A barbecue was held at Sies’ home. Prospective players/ministers and their families were invited. Graham said, “We told them about our idea of playing ball for God instead of ourselves. Our
invitation was to the whole family. These men needed the prayers and support of their wives and children.”

After the roster was set, the players went into training. In weekly meetings they discussed spiritual warfare and personal evangelism and memorized Scripture verses. Each learned how to
share his faith in 3 minutes, because some prison officials won’t allow much time after games for evangelism activity.

Sports Outreach goes into a prison one Saturday each month. Prison officials know before the team arrives that they are a ministry team and will play ball with inmates only if time is allowed
afterward to explain God and his love.

Introductions are made before the first game of the doubleheader. Everyone on both teams gives his name and the position he will play. Each Sports Outreach member concentrates on a particular
player during the game. He does everything he can to communicate that he cares for that inmate.

The team members are careful not to embarrass anyone. The prison world is filled with intimidation, but the Sports Outreach players show that real men live for Christ. To be a Christian in prison takes a toughness not found within the inmates themselves; it must come from God.

After the games are completed, an award is presented to the most valuable player on the prison team. Tracts resembling baseball cards are distributed. These cards feature Christian professional
athletes with their testimonies.

“By the time the games are over,” continued Sies, “we are friends with the guys. We break off one-on-one and share what God means to us personally. Then we give each an opportunity to ask questions and pray.”
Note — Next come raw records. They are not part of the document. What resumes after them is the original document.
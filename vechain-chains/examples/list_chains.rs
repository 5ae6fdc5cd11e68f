#![allow(clippy::print_stdout)]
//! Print a summary of every network in the registry.
//!
//! Usage:
//!   cargo run --example `list_chains`

use vechain_chains::Network;

fn main() {
    for network in Network::ALL {
        let chain = network.data();
        println!(
            "{:<8} chain_id={} rpc={} delegation={}",
            chain.short_name,
            chain.chain_id,
            chain.preferred_rpc(),
            if chain.delegate_tx_enabled() {
                "on"
            } else {
                "off"
            },
        );
    }
}
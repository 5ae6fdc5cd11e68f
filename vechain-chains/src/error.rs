//! Error taxonomy for registry lookups.

/// Errors returned by registry lookups.
#[derive(Debug, Clone, Copy, PartialEq, Eq, thiserror::Error)]
pub enum Error {
    /// The queried chain ID is not one of the known VeChain networks.
    #[error("unknown chain ID {0}")]
    UnknownChain(u64),
}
The Sports Outreach team enters each institution expecting results because the way is prepared with prayer. Usually 8 to 10 inmates respond at these events.
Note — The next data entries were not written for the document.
//! Session controller
//!
//! `GameSession` owns the whole persisted state plus the ephemeral helpers
//! (stats window, generator, save store, decay timer). The host feeds it
//! gameplay events and a regular `tick`; every call carries the virtual `now`.

use serde::{Deserialize, Serialize};

use crate::adaptive::{self, AdaptiveState, Evaluation, EvaluationContext};
use crate::error::GenerateError;
use crate::level::{LevelConfig, LevelGenerator};
use crate::persistence::{LoadReport, PersistenceStore};
use crate::platform::{SaveStorage, Scheduler, TimerId};
use crate::progress::ProgressState;
use crate::settings::SettingsState;
use crate::stats::{StatsState, StatsTracker};

/// Everything that survives a restart
#[derive(Debug, Clone, Default, PartialEq, Serialize, Deserialize)]
#[serde(default)]
pub struct SessionState {
    pub progress: ProgressState,
    pub settings: SettingsState,
    pub stats: StatsState,
    pub adaptive: AdaptiveState,
}

/// Result of a ball leaving the playfield
#[derive(Debug, Clone, Copy, PartialEq, Eq)]
pub enum LifeOutcome {
    /// Other balls are still in play
    BallRemaining,
    LifeLost { lives: u32 },
    GameOver,
}

/// Power-ups as far as the session's bookkeeping is concerned
#[derive(Debug, Clone, Copy, PartialEq, Eq)]
pub enum PowerUpKind {
    MultiBall,
    ExtraLife,
    /// Effect handled entirely by the host (paddle size, speed, laser...)
    Other,
}

pub struct GameSession<S: SaveStorage> {
    state: SessionState,
    generator: LevelGenerator,
    tracker: StatsTracker,
    store: PersistenceStore<S>,
    load_report: LoadReport,
    /// Wakes the session for the earliest decay deadline
    decay: Scheduler<()>,
    decay_timer: Option<TimerId>,
    /// Launch time of the current ball, `None` between rallies
    rally_start: Option<u64>,
    level_start: u64,
    last_tick: u64,
}

impl<S: SaveStorage> GameSession<S> {
    /// Load saved state from `storage` and build the controller
    pub fn boot(storage: S, seed: u64, now: u64) -> Self {
        let mut store = PersistenceStore::new(storage);
        let load_report = store.load(now);
        let mut state = load_report.state.clone();
        state.adaptive.clamp_modifiers();

        log::info!(
            "Session booted ({:?}): level {}, {} active adjustment(s)",
            load_report.source,
            state.progress.current_level,
            adaptive::adjustments(&state.adaptive).len()
        );

        let mut session = Self {
            state,
            generator: LevelGenerator::seeded(seed),
            tracker: StatsTracker::new(),
            store,
            load_report,
            decay: Scheduler::new(),
            decay_timer: None,
            rally_start: None,
            level_start: now,
            last_tick: now,
        };
        session.sync_decay_timer();
        session
    }

    /// Fresh run: score and lives reset, session counters and streaks cleared
    pub fn start_run(&mut self, now: u64) {
        self.state.progress.reset_run();
        self.state.stats.reset_run();
        self.state.stats.update_precision();
        self.tracker.reset_session();
        self.rally_start = None;
        self.level_start = now;
        self.last_tick = now;
        log::info!("Run started at level {}", self.state.progress.current_level);
    }

    /// Generated level with the current modifiers applied
    pub fn level_config(&mut self, level_number: u32) -> Result<LevelConfig, GenerateError> {
        let base = self.generator.generate(level_number)?;
        Ok(adaptive::apply_to_level(&self.state.adaptive, &base))
    }

    /// Enter `level_number` and return its adjusted config
    pub fn start_level(&mut self, level_number: u32, now: u64) -> Result<LevelConfig, GenerateError> {
        let config = self.level_config(level_number)?;
        self.state.progress.current_level = level_number;
        self.level_start = now;
        self.rally_start = None;
        Ok(config)
    }

    pub fn ball_launched(&mut self, now: u64) {
        self.state.stats.session.balls_launched += 1;
        self.rally_start = Some(now);
    }

    pub fn paddle_hit(&mut self, now: u64) {
        self.tracker.record_paddle_hit(&mut self.state.stats, now);
    }

    pub fn paddle_moved(&mut self, distance: f64) {
        if distance.is_finite() {
            self.state.stats.performance.paddle_move_distance += distance.abs();
        }
    }

    pub fn brick_broken(&mut self, points: u32) {
        self.state.stats.session.bricks_broken += 1;
        self.state.progress.add_score(points);
    }

    pub fn power_up_collected(&mut self, kind: PowerUpKind) {
        let session = &mut self.state.stats.session;
        session.power_ups_collected += 1;
        match kind {
            PowerUpKind::MultiBall => session.multi_ball_events += 1,
            PowerUpKind::ExtraLife => self.state.progress.lives += 1,
            PowerUpKind::Other => {}
        }
    }

    pub fn laser_fired(&mut self) {
        self.state.stats.session.laser_shots += 1;
    }

    /// Host reports how many balls are currently in play
    pub fn balls_in_play(&mut self, count: u32) {
        let session = &mut self.state.stats.session;
        session.max_concurrent_balls = session.max_concurrent_balls.max(count);
    }

    /// A ball fell out. A life is lost only once no ball remains.
    pub fn ball_lost(&mut self, balls_remaining: u32, now: u64) -> LifeOutcome {
        self.tracker.record_ball_lost(&mut self.state.stats);
        if balls_remaining > 0 {
            return LifeOutcome::BallRemaining;
        }

        if let Some(start) = self.rally_start.take() {
            self.state.stats.performance.rally_duration = now.saturating_sub(start);
        }
        let lives = self.state.progress.lose_life();
        let progression = &mut self.state.stats.progression;
        progression.fail_streak += 1;
        progression.success_streak = 0;

        self.evaluate(EvaluationContext::life_loss(now));

        if lives == 0 {
            let progress = &mut self.state.progress;
            progress.high_score = progress.high_score.max(progress.score);
            log::info!("Game over: score {}", progress.score);
            self.store.save(&self.state, now, true);
            LifeOutcome::GameOver
        } else {
            self.store.save(&self.state, now, false);
            LifeOutcome::LifeLost { lives }
        }
    }

    pub fn level_complete(&mut self, level_number: u32, now: u64) -> Evaluation {
        self.state.stats.performance.clear_speed = now.saturating_sub(self.level_start);
        let progression = &mut self.state.stats.progression;
        progression.success_streak += 1;
        progression.fail_streak = 0;

        let progress = &mut self.state.progress;
        progress.complete_level(level_number);
        progress.current_level = level_number + 1;
        self.rally_start = None;
        self.level_start = now;

        let evaluation = self.evaluate(EvaluationContext::level_complete(now));
        self.store.save(&self.state, now, false);
        evaluation
    }

    /// Host heartbeat.
    ///
    /// Applies due decays, runs the periodic evaluation when due and flushes
    /// the pending save. The returned evaluation carries the stagnation advisory.
    pub fn tick(&mut self, now: u64, bricks_remaining: u32) -> Evaluation {
        let elapsed = now.saturating_sub(self.last_tick);
        self.last_tick = now;
        if self.rally_start.is_some() {
            self.state.stats.session.play_time += elapsed;
        }
        adaptive::track_active_time(&self.state.adaptive, &mut self.state.stats, elapsed);

        let mut changed = false;
        if !self.decay.drain_due(now).is_empty() {
            self.decay_timer = None;
            changed |= adaptive::decay(&mut self.state.adaptive, now);
            self.sync_decay_timer();
        }

        let mut evaluation = Evaluation::default();
        if adaptive::is_periodic_due(&self.state.adaptive, now) {
            let rally_time = self
                .rally_start
                .map_or(0, |start| now.saturating_sub(start));
            evaluation = self.evaluate(EvaluationContext::periodic(now, rally_time, bricks_remaining));
            if evaluation.needs_assistance {
                log::debug!("Rally stalled for {} ms with {} bricks left", rally_time, bricks_remaining);
            }
        }
        evaluation.changed |= changed;

        if evaluation.changed {
            self.store.save(&self.state, now, false);
        }
        self.store.tick(&self.state, now);
        evaluation
    }

    /// Mutate settings and schedule a save
    pub fn update_settings(&mut self, now: u64, update: impl FnOnce(&mut SettingsState)) {
        update(&mut self.state.settings);
        self.store.save(&self.state, now, false);
    }

    /// Write everything now (page hide, quit)
    pub fn shutdown(&mut self, now: u64) {
        self.store.save(&self.state, now, true);
    }

    /// Labels for the active difficulty adjustments
    pub fn adjustments(&self) -> Vec<String> {
        adaptive::adjustments(&self.state.adaptive)
    }

    pub fn state(&self) -> &SessionState {
        &self.state
    }

    pub fn tracker(&self) -> &StatsTracker {
        &self.tracker
    }

    /// Diagnostics from the boot-time load
    pub fn load_report(&self) -> &LoadReport {
        &self.load_report
    }

    pub fn store(&self) -> &PersistenceStore<S> {
        &self.store
    }

    fn evaluate(&mut self, context: EvaluationContext) -> Evaluation {
        let evaluation = adaptive::evaluate(&mut self.state.adaptive, &mut self.state.stats, &context);
        if evaluation.changed {
            self.sync_decay_timer();
        }
        evaluation
    }

    /// Re-arm the wakeup for the earliest decay deadline.
    ///
    /// Decay fires strictly after a deadline, hence the +1.
    fn sync_decay_timer(&mut self) {
        if let Some(id) = self.decay_timer.take() {
            self.decay.cancel(id);
        }
        if let Some(deadline) = self.state.adaptive.next_deadline() {
            self.decay_timer = Some(self.decay.schedule(deadline + 1, ()));
        }
    }
}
Inmates are encouraged to write members of the outreach team at the church address. This provides continued ministry to them while they are in prison and possibly after they are released.

The team’s reputation is spreading. Invitations from prisons come regularly. The demand is greater than the team can meet.

“We have invited other churches to have men join us, and we train them,” Sies said. “They get a taste of what it is like to share Christ in the prison setting. They return to their churches and
start their own ministry programs.”

Many outreach team players have become soul winners outside prison as soul winning has become their lifestyle. The Sports Outreach team has learned a new way to win, even if they never score runs.

Churches are encouraged to contact prison, jail, and detention facilities about sending sports teams into those harvest fields. Bethel Church has found this to be a training tool and fruitful
ministry during the Decade of Harvest.

(The above material appeared in the October 11, 1992 issue of
Pentecostal Evangel.)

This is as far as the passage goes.